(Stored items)

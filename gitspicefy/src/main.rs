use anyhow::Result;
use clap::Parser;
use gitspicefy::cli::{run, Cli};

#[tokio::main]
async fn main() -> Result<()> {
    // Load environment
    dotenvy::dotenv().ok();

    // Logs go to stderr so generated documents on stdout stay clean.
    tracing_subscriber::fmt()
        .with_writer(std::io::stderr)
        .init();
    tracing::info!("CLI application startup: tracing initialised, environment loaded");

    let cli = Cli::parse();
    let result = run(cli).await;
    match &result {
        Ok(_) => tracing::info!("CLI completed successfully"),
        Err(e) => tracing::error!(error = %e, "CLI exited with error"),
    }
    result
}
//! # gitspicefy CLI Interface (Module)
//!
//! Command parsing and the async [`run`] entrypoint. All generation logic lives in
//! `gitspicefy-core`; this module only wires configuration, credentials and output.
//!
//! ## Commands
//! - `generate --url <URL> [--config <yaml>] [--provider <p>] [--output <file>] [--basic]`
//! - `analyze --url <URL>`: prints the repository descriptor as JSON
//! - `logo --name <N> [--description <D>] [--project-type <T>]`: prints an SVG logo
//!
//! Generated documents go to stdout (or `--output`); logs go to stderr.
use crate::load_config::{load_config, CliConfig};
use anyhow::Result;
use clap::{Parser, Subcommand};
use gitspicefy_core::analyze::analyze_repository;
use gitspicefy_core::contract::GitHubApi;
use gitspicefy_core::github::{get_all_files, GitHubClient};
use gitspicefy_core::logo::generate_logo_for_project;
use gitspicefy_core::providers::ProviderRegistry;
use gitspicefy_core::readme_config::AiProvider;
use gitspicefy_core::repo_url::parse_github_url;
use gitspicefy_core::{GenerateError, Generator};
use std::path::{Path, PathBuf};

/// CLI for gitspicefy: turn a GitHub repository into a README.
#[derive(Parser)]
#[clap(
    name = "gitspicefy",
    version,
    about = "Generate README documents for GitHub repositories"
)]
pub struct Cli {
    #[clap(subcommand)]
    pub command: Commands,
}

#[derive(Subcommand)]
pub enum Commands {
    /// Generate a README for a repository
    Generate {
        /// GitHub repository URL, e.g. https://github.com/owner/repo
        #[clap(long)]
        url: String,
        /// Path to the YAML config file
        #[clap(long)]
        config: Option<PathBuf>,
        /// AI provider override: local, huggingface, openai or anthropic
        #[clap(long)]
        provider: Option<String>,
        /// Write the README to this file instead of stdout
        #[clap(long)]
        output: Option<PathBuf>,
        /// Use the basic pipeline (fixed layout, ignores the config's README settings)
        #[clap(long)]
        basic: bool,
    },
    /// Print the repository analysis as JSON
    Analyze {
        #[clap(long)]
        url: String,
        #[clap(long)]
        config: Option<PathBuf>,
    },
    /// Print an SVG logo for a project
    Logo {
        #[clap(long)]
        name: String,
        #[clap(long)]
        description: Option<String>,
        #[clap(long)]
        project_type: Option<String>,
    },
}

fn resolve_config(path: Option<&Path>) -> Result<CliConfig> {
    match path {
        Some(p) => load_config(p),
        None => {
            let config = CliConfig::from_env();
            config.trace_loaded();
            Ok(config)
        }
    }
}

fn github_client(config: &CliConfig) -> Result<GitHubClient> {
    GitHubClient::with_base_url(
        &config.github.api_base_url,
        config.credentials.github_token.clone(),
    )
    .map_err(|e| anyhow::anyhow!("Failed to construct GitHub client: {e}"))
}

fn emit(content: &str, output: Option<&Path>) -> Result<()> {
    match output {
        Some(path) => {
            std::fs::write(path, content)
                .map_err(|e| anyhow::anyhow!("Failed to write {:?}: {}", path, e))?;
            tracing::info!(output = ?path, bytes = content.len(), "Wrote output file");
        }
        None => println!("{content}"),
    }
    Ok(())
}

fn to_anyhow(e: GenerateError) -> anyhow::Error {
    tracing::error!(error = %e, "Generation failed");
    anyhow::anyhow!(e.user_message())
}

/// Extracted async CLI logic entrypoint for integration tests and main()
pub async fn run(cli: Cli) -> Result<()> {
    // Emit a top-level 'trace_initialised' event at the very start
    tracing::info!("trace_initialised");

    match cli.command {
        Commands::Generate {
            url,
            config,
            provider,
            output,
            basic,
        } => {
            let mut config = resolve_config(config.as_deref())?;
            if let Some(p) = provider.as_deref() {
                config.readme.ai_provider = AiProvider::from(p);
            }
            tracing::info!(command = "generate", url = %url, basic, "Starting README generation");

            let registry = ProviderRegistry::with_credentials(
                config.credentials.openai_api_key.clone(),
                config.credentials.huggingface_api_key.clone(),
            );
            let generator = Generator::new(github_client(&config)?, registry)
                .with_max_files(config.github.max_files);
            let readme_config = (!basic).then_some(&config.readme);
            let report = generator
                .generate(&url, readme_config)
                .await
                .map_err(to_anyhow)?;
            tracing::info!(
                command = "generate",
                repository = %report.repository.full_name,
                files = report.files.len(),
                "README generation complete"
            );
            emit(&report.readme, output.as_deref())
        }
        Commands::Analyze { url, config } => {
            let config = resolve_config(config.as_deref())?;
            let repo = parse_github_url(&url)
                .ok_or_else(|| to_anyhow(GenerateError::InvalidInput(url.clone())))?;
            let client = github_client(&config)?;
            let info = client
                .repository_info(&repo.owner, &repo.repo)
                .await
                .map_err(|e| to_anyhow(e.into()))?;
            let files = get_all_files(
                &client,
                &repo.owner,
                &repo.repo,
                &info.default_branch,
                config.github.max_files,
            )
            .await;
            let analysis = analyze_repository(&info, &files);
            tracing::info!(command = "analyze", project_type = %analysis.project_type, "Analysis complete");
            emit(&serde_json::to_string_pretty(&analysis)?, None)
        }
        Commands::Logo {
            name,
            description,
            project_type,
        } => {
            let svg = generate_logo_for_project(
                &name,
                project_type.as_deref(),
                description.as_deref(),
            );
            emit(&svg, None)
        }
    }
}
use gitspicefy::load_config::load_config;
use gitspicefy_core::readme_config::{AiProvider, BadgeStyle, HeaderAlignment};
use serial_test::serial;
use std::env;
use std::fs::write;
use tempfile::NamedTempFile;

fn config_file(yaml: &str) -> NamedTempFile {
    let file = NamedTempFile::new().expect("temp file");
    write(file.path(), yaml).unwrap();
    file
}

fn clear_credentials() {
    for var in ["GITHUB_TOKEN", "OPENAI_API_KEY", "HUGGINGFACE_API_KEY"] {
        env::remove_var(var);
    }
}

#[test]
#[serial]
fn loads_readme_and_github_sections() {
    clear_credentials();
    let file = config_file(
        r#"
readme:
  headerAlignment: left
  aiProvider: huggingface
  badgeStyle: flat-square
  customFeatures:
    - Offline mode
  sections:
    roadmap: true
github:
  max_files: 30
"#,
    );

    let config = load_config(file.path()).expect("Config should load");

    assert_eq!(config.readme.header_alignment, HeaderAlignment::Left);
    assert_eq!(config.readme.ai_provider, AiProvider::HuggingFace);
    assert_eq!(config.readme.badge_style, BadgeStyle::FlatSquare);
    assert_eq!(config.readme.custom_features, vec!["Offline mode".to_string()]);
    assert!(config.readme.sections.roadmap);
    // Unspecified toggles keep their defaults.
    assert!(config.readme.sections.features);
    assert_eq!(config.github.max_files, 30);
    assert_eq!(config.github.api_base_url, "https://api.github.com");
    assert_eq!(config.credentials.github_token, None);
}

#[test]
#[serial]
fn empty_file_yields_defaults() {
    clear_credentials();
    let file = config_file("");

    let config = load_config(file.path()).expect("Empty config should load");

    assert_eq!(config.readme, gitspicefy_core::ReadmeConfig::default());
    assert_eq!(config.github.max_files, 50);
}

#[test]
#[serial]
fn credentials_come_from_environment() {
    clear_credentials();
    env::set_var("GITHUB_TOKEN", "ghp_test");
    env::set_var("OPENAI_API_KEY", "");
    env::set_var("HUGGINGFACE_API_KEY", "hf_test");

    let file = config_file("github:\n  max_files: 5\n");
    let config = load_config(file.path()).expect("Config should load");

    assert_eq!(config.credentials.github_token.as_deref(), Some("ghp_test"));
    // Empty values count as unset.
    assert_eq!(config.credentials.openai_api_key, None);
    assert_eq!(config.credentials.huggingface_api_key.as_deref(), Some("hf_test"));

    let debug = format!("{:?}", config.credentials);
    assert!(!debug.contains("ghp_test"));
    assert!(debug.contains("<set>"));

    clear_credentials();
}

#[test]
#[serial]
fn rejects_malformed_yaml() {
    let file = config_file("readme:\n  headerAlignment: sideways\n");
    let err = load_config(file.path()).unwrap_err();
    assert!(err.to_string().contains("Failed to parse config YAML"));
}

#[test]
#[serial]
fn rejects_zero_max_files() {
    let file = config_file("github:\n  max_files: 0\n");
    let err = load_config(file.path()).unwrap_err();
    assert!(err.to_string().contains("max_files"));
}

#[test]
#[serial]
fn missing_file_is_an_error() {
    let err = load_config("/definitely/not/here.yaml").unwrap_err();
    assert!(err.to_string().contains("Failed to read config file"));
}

* [Try it]:
Tally the lines of the records that hold the word "https" and output only the total.

* [Response to the task]:
2